Die statistische Bilanz der Kiezstreifen ist zwiespältig: In Charlottenburg-Wilmersdorf zum Beispiel wurden im April insgesamt 146 Verfahren eingeleitet. Die meisten, nämlich 64, betrafen das Radfahren im Park. 31 Mal wurden Ordnungswidrigkeitsverfahren eingeleitet, weil gegen den Leinenzwang in Parks verstoßen wurde. Die übrigen Ordnungswidrigkeitsverfahren betrafen zumeist das illegale Verteilen von Werbung auf Straßenland. 550 Ordnungswidrigkeiten ahndeten im selben Zeitraum die Kiezstreifen in Tempelhof-Schöneberg. Auch hier galten diese oftmals den illegalen Radfahrern in den Parks. Allerdings hat jetzt die Bezirksverordnetenversammlung das Ordnungsamt aufgefordert, sich in dieser Beziehung künftig etwas zurückzuhalten, sagt Barbara Lange vom Ordnungsamt. Verstöße gegen die Beseitigungspflicht von Hundekot werden praktisch auch hier kaum geahndet. Ähnlich sieht es in Friedrichshain-Kreuzberg aus. Nach Angaben von Baustadtrat Franz Schulz (Bündnisgrüne) betreffen in Parks 75 Prozent der verhängten Buß- und Verwarnungsgelder Verstöße gegen die Leinenpflicht. Auf Straßen wurde vor allem illegale Werbung geahndet.

Innensenator Ehrhart Körting (SPD) will noch keine Bilanz ziehen. „Dafür ist es noch zu früh“, sagt sein Sprecher Steltner.

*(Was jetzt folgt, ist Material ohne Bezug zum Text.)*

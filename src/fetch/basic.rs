use super::client::HttpClient;
use anyhow::{Context, Result};
use async_trait::async_trait;
use std::time::Duration;

/// Plain `reqwest` client with the store's timeouts.
pub struct BasicClient(reqwest::Client);

impl BasicClient {
    pub fn new() -> Result<Self> {
        let client = reqwest::Client::builder()
            .timeout(Duration::from_secs(30))
            .connect_timeout(Duration::from_secs(10))
            .build()
            .context("failed to build HTTP client")?;
        Ok(Self(client))
    }
}

#[async_trait]
impl HttpClient for BasicClient {
    async fn execute(&self, req: reqwest::Request) -> reqwest::Result<reqwest::Response> {
        self.0.execute(req).await
    }
}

Eine Bestandsaufnahme soll es Ende 2005 geben. Heidemarie Fischer, innenpolitische Sprecherin der SPD, beurteilt die Kiezstreifen zwar als „sehr positiv“, meint aber „da müsse sich noch so manches einpendeln“. Deutlichere Worte findet Frank Henkel, der innenpolitische Sprecher der CDU. An den Kiezstreifen an sich will er nicht rütteln: „Das Prinzip ist ausgezeichnet, die Idee geht auf uns zurück, man muss es nur mit Leben füllen.“ Aber Henkel hat das Gefühl, dass der Senat „hier mit heißer Nadel gestrickt hat“. Zurzeit wirke es zudem so, als ob sich die Kiezstreifen auf die Parküberwachung konzentrierten. „Das war aber nicht Zweck der Veranstaltung“, sagt Henkel. Denn inzwischen dürfen die Kiezstreifen auch Knöllchen ausstellen. Die Zahlen aus Mitte könnten ihm Recht geben. Im April ahndeten die Ordnungsamtsleute 212 Verkehrsverstöße, aber nur 43 Verstöße gegen das Hundegesetz.